Все мы рождаемся на свет, вооруженные простой и ясной логикой, снабженные однозначными соответствиями слов – предметам и правил – действиям. Если сказано «нельзя» – значит, остановись, не делай. Если сказано «черный», то это именно черный, а не какой-нибудь другой. Но эта простота с первых же младенческих шагов обрастает оговорками и условностями, причем этих условностей с годами становится все больше и больше, так что любое правило и определение может с легкостью обернуться своей полной противоположностью. Сначала взрослые еще немного смущаются, когда ребенок с недоумением спрашивает, отчего это вдруг «черное» стало именоваться «белым».
– Видишь ли, деточка, – объясняет умудренный папа.
– Жизнь существенно сложнее. В ней много оттенков. Конечно, ты прав, вообще-то этот предмет черен. Но, с другой стороны, он как бы… это… ну… короче, потом сам поймешь.
Предполагается, что выразить словами эту внезапную неоднозначность невозможно, что ее понимание может прийти только с так называемым «жизненным опытом», посредством общения со сверстниками, воспитателями, учителями. Поэтому со временем смущение взрослых перерастает в недовольство:
– Ты ведь уже большой, должен сам соображать!
– Соображать что? – В каких ситуациях черное становится белым? Но оно ведь не становится…
– Тьфу ты… А ну немедленно прекрати придуриваться и не притворяйся, будто не понимаешь! Это ведь элементарные вещи!

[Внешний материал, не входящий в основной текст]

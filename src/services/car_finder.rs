//! Car finder application service
//!
//! Wires the tracker to the saved-position store:
//! - `initialize` - load a saved car position, or take the current position
//!   as the candidate to save
//! - `update_position` / `save_position` - refresh and commit the candidate
//! - `find_car` / `guide` - track the user back to the car
//! - `reinitialize` - forget the car (also done automatically on arrival)

use crate::domain::error::LocationResult;
use crate::domain::types::{PositionSample, TrackerEvent, TrackerState};
use crate::io::store::ReferenceStore;
use crate::services::tracker::ProximityTracker;
use tokio::sync::watch;
use tracing::{info, warn};

pub struct CarFinder {
    tracker: ProximityTracker,
    store: ReferenceStore,
    /// Position captured but not yet committed
    candidate: Option<PositionSample>,
    saved: bool,
}

impl CarFinder {
    pub fn new(tracker: ProximityTracker, store: ReferenceStore) -> Self {
        Self { tracker, store, candidate: None, saved: false }
    }

    /// Restore a saved car position, or capture the current one as candidate.
    ///
    /// A location failure is published as an event and is not an error here;
    /// only store failures are.
    pub async fn initialize(&mut self) -> anyhow::Result<()> {
        if let Some(saved) = self.store.load()? {
            self.tracker.set_reference(saved)?;
            self.saved = true;
            return Ok(());
        }
        self.acquire_candidate().await;
        Ok(())
    }

    /// Re-acquire the candidate position before saving
    pub async fn update_position(&mut self) -> Option<&PositionSample> {
        self.acquire_candidate().await;
        self.candidate.as_ref()
    }

    /// Use an externally supplied position as the candidate
    pub fn set_candidate(&mut self, position: PositionSample) {
        self.candidate = Some(position);
    }

    /// Commit the candidate as the car position. Returns `false` when there
    /// is nothing to save.
    ///
    /// The tracker must accept the position before it is written, so the
    /// store never disagrees with the reference being tracked.
    pub fn save_position(&mut self) -> anyhow::Result<bool> {
        let Some(candidate) = self.candidate.clone() else {
            warn!("save_without_candidate");
            return Ok(false);
        };
        self.tracker.set_reference(candidate.clone())?;
        self.store.save(&candidate)?;
        self.saved = true;
        Ok(true)
    }

    /// Start guiding the user to the saved car
    pub async fn find_car(&mut self) -> LocationResult<()> {
        self.tracker.start_tracking().await
    }

    /// Track until the car is found or `shutdown` fires.
    ///
    /// Returns `true` on arrival, after forgetting the saved position.
    pub async fn guide(&mut self, mut shutdown: watch::Receiver<bool>) -> anyhow::Result<bool> {
        if self.tracker.state() != TrackerState::Tracking {
            self.find_car().await?;
        }

        while self.tracker.state() == TrackerState::Tracking {
            tokio::select! {
                more = self.tracker.process_next() => {
                    if !more {
                        warn!("guide_poll_ended");
                        if self.tracker.state() == TrackerState::Tracking {
                            self.tracker.stop_tracking()?;
                        }
                        return Ok(false);
                    }
                }
                changed = shutdown.changed() => {
                    // A dropped sender can never signal again
                    if changed.is_err() || *shutdown.borrow() {
                        info!("guide_cancelled");
                        self.tracker.stop_tracking()?;
                        return Ok(false);
                    }
                }
            }
        }

        if self.tracker.state() == TrackerState::Arrived {
            self.reinitialize()?;
            return Ok(true);
        }
        Ok(false)
    }

    /// Forget the car: stop tracking, drop candidate and saved position
    pub fn reinitialize(&mut self) -> anyhow::Result<()> {
        self.tracker.reset();
        self.candidate = None;
        self.saved = false;
        self.store.clear()
    }

    async fn acquire_candidate(&mut self) {
        match self.tracker.position_source().get_current_position().await {
            Ok(sample) => {
                info!(coordinate = %sample.coordinate, "candidate_acquired");
                self.candidate = Some(sample);
            }
            Err(e) => {
                warn!(error = %e, "candidate_acquire_failed");
                self.tracker.emit(TrackerEvent::LocationError {
                    message: format!("Unable to get location: {}", e.message()),
                });
            }
        }
    }

    pub fn is_saved(&self) -> bool {
        self.saved
    }

    pub fn candidate(&self) -> Option<&PositionSample> {
        self.candidate.as_ref()
    }

    pub fn tracker(&self) -> &ProximityTracker {
        &self.tracker
    }

    pub fn store(&self) -> &ReferenceStore {
        &self.store
    }
}

#[cfg(test)]
mod tests {
    use super::*;
    use crate::domain::types::{Coordinate, PositionOptions};
    use crate::io::provider::{LocationProvider, ProviderError};
    use crate::io::replay::ReplayProvider;
    use crate::services::position_source::PositionSource;
    use crate::services::tracker::DEFAULT_ARRIVAL_THRESHOLD_KM;
    use async_trait::async_trait;
    use std::sync::Arc;
    use std::time::Duration;
    use tempfile::TempDir;

    const CAR: Coordinate = Coordinate::new(45.07, 7.686);

    fn walk_to_car() -> Vec<Coordinate> {
        [0.8, 0.3, 0.004]
            .iter()
            .map(|km| Coordinate::new(CAR.latitude - km / 111.195, CAR.longitude))
            .collect()
    }

    struct DeniedProvider;

    #[async_trait]
    impl LocationProvider for DeniedProvider {
        async fn current_position(
            &self,
            _options: &PositionOptions,
        ) -> Result<PositionSample, ProviderError> {
            Err(ProviderError::new("User denied Geolocation"))
        }
    }

    fn finder(provider: Arc<dyn LocationProvider>, dir: &TempDir) -> CarFinder {
        let source = PositionSource::new(provider, PositionOptions::default());
        let tracker =
            ProximityTracker::new(source, Duration::from_millis(10), DEFAULT_ARRIVAL_THRESHOLD_KM);
        CarFinder::new(tracker, ReferenceStore::new(dir.path().join("car.json")))
    }

    #[tokio::test]
    async fn test_initialize_captures_candidate() {
        let dir = TempDir::new().unwrap();
        let mut f = finder(Arc::new(ReplayProvider::from_coordinates(&[CAR])), &dir);

        f.initialize().await.unwrap();

        assert!(!f.is_saved());
        assert_eq!(f.candidate().unwrap().coordinate, CAR);
        assert_eq!(f.tracker().state(), TrackerState::Idle);
    }

    #[tokio::test]
    async fn test_save_then_restore() {
        let dir = TempDir::new().unwrap();
        let mut f = finder(Arc::new(ReplayProvider::from_coordinates(&[CAR])), &dir);
        f.initialize().await.unwrap();
        assert!(f.save_position().unwrap());
        assert!(f.is_saved());
        assert_eq!(f.tracker().state(), TrackerState::Armed);

        // A fresh process restores the saved position without a fix
        let mut restored = finder(Arc::new(DeniedProvider), &dir);
        let mut events = restored.tracker().subscribe();
        restored.initialize().await.unwrap();

        assert!(restored.is_saved());
        assert_eq!(restored.tracker().reference().unwrap().coordinate, CAR);
        assert!(events.try_recv().is_err());
    }

    #[tokio::test]
    async fn test_save_without_candidate() {
        let dir = TempDir::new().unwrap();
        let mut f = finder(Arc::new(DeniedProvider), &dir);
        let mut events = f.tracker().subscribe();

        f.initialize().await.unwrap();

        assert_eq!(
            events.try_recv().unwrap(),
            TrackerEvent::LocationError {
                message: "Unable to get location: User denied Geolocation".to_string()
            }
        );
        assert!(!f.save_position().unwrap());
        assert!(!f.store().path().exists());
    }

    #[tokio::test]
    async fn test_guide_to_car_forgets_position() {
        let dir = TempDir::new().unwrap();
        let mut f = finder(Arc::new(ReplayProvider::from_coordinates(&walk_to_car())), &dir);
        f.set_candidate(PositionSample::now(CAR));
        f.save_position().unwrap();
        let (_shutdown_tx, shutdown_rx) = watch::channel(false);

        let found = tokio::time::timeout(Duration::from_secs(2), f.guide(shutdown_rx))
            .await
            .unwrap()
            .unwrap();

        assert!(found);
        assert!(!f.is_saved());
        assert_eq!(f.tracker().state(), TrackerState::Idle);
        assert!(!f.store().path().exists());
    }

    #[tokio::test]
    async fn test_guide_cancelled_keeps_position() {
        let dir = TempDir::new().unwrap();
        // Stays 800 m away forever
        let far = Coordinate::new(CAR.latitude - 0.8 / 111.195, CAR.longitude);
        let mut f = finder(Arc::new(ReplayProvider::from_coordinates(&[far])), &dir);
        f.set_candidate(PositionSample::now(CAR));
        f.save_position().unwrap();
        let (shutdown_tx, shutdown_rx) = watch::channel(false);

        tokio::spawn(async move {
            tokio::time::sleep(Duration::from_millis(50)).await;
            let _ = shutdown_tx.send(true);
        });
        let found = f.guide(shutdown_rx).await.unwrap();

        assert!(!found);
        assert!(f.is_saved());
        assert_eq!(f.tracker().state(), TrackerState::Armed);
        assert!(f.store().path().exists());
    }

    #[tokio::test]
    async fn test_save_while_tracking_leaves_store_untouched() {
        let dir = TempDir::new().unwrap();
        let far = Coordinate::new(CAR.latitude - 0.8 / 111.195, CAR.longitude);
        let mut f = finder(Arc::new(ReplayProvider::from_coordinates(&[far])), &dir);
        f.set_candidate(PositionSample::now(CAR));
        f.save_position().unwrap();
        f.find_car().await.unwrap();

        f.set_candidate(PositionSample::now(Coordinate::new(10.0, 10.0)));
        assert!(f.save_position().is_err());

        let stored = f.store().load().unwrap().unwrap();
        assert_eq!(stored.coordinate, f.tracker().reference().unwrap().coordinate);
        assert_eq!(stored.coordinate, CAR);
        f.reinitialize().unwrap();
    }

    #[tokio::test]
    async fn test_save_rejects_invalid_coordinates() {
        let dir = TempDir::new().unwrap();
        let mut f = finder(Arc::new(DeniedProvider), &dir);

        f.set_candidate(PositionSample::now(Coordinate::new(f64::NAN, 0.0)));
        assert!(f.save_position().is_err());
        f.set_candidate(PositionSample::now(Coordinate::new(200.0, 0.0)));
        assert!(f.save_position().is_err());

        assert!(!f.is_saved());
        assert!(!f.store().path().exists());
        assert_eq!(f.tracker().state(), TrackerState::Idle);
    }

    #[tokio::test]
    async fn test_guide_stops_tracking_when_poll_ends() {
        let dir = TempDir::new().unwrap();
        let far = Coordinate::new(CAR.latitude - 0.8 / 111.195, CAR.longitude);
        let mut f = finder(Arc::new(ReplayProvider::from_coordinates(&[far])), &dir);
        f.set_candidate(PositionSample::now(CAR));
        f.save_position().unwrap();
        f.find_car().await.unwrap();
        f.tracker.poll_rx = None;
        let (_shutdown_tx, shutdown_rx) = watch::channel(false);

        let found = f.guide(shutdown_rx).await.unwrap();

        assert!(!found);
        assert_eq!(f.tracker().state(), TrackerState::Armed);
        assert!(!f.tracker().is_polling());
        assert!(f.store().path().exists());
    }

    #[tokio::test]
    async fn test_guide_without_saved_position_fails() {
        let dir = TempDir::new().unwrap();
        let mut f = finder(Arc::new(ReplayProvider::from_coordinates(&[CAR])), &dir);
        let (_shutdown_tx, shutdown_rx) = watch::channel(false);

        assert!(f.guide(shutdown_rx).await.is_err());
    }
}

Так на месте изначально простого, предельно ясного здания жизни вырастает нелепый приземистый монстр, изобилующий лабиринтами, затхлыми подвалами, многоугольными комнатушками, темными коридорами, тупиками и лестницами в никуда. Жить в нем опасно: того и гляди, лопнет стена, обрушится потолок, хрястнет под ногой гнилая ступенька. Жить в нем противно: крошечные кромешные окна не пропускают света, воздух отравлен канализационными миазмами и повсюду шныряют крысы. Жить в нем недальновидно: слышите, как трещат подпорки, как лопаются уродливые заплаты? И тем не менее все живут именно в нем, объясняя это тем, что больше жить негде.